■ DATA PROVIDED:
>>>>

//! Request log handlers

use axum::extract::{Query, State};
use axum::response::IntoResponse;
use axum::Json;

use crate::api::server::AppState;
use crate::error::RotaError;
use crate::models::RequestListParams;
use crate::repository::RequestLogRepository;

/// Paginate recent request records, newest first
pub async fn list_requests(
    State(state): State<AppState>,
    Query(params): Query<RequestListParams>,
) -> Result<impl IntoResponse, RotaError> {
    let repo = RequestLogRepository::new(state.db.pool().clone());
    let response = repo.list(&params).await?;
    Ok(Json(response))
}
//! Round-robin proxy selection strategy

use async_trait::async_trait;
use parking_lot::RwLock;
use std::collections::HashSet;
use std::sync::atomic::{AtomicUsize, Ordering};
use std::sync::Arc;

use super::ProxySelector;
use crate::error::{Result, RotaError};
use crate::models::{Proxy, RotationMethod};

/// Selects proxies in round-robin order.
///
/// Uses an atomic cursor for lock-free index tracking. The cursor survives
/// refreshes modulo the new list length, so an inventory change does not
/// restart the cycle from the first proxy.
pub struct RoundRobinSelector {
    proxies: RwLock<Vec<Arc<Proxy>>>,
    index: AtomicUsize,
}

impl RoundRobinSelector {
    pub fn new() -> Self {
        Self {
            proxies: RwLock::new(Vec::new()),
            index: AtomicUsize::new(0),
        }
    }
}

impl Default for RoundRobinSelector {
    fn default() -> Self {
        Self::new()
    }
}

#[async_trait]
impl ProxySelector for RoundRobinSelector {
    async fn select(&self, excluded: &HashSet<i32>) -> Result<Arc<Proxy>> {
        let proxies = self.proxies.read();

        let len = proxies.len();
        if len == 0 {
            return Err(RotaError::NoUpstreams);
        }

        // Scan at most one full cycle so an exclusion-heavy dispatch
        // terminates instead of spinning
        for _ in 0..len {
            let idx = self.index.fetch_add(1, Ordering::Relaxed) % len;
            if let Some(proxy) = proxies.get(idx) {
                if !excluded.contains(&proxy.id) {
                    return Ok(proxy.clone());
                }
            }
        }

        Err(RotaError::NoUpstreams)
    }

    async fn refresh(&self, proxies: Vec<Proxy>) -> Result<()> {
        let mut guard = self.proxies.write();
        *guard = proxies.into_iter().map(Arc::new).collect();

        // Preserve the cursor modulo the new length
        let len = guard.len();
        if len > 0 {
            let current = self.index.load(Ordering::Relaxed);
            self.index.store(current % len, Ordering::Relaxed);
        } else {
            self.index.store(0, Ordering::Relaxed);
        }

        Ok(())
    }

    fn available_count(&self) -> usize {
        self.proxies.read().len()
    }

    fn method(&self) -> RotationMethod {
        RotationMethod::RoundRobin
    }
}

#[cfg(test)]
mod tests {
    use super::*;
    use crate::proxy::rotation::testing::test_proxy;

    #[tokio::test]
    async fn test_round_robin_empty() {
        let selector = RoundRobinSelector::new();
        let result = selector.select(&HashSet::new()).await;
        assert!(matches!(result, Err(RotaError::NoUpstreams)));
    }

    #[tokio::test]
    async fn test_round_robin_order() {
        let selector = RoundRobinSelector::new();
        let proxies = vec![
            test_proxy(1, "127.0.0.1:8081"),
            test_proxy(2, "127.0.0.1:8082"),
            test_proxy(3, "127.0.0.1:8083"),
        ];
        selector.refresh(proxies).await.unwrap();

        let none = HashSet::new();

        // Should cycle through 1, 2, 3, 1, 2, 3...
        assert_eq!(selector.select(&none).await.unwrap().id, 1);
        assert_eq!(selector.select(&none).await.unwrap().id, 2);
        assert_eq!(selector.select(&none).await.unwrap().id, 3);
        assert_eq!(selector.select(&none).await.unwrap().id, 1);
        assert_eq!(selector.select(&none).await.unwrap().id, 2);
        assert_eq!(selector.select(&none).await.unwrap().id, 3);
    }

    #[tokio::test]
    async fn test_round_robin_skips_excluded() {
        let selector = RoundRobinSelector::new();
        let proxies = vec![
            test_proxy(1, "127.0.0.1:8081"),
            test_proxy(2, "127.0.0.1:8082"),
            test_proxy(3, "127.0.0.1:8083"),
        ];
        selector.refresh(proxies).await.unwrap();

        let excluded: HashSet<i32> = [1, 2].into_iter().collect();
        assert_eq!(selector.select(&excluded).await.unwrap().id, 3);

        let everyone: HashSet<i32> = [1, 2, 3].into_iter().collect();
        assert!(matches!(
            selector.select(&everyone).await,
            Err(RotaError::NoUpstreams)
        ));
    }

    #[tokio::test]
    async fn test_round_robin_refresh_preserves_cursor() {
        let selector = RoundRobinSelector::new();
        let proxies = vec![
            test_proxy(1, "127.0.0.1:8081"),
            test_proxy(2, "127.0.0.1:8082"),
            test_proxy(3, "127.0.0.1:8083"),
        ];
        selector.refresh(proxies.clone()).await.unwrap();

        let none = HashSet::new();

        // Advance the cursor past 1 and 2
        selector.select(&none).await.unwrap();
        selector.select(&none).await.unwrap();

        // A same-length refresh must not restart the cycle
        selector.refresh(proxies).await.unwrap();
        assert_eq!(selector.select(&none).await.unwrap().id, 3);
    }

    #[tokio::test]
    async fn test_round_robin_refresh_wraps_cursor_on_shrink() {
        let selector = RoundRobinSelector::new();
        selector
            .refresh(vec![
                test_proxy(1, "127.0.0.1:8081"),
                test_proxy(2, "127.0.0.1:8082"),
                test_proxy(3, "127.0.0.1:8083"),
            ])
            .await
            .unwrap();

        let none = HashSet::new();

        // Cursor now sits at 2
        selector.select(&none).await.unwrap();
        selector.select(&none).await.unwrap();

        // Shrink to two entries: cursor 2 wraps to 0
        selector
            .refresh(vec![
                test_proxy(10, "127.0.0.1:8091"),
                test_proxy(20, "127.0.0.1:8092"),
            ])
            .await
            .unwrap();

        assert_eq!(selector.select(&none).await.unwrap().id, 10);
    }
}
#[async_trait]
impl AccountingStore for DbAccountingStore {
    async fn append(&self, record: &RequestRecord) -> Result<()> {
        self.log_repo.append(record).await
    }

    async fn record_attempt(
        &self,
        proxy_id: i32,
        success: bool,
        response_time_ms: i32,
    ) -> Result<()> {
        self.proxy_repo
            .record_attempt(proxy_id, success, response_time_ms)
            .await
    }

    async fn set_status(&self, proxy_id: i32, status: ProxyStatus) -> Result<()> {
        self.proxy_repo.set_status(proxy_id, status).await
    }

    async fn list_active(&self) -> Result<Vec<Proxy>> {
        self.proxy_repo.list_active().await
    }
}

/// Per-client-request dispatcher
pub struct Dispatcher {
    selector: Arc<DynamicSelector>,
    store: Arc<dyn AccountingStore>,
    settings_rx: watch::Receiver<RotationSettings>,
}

<<<<

■ PROBLEM TO SOLVE: From the entries above, select each line containing the string "HashSet".

■ FINAL ANSWER:
use std::collections::HashSet;
    async fn select(&self, excluded: &HashSet<i32>) -> Result<Arc<Proxy>> {
        let result = selector.select(&HashSet::new()).await;
        let none = HashSet::new();
        let excluded: HashSet<i32> = [1, 2].into_iter().collect();
        let everyone: HashSet<i32> = [1, 2, 3].into_iter().collect();
        let none = HashSet::new();
        let none = HashSet::new();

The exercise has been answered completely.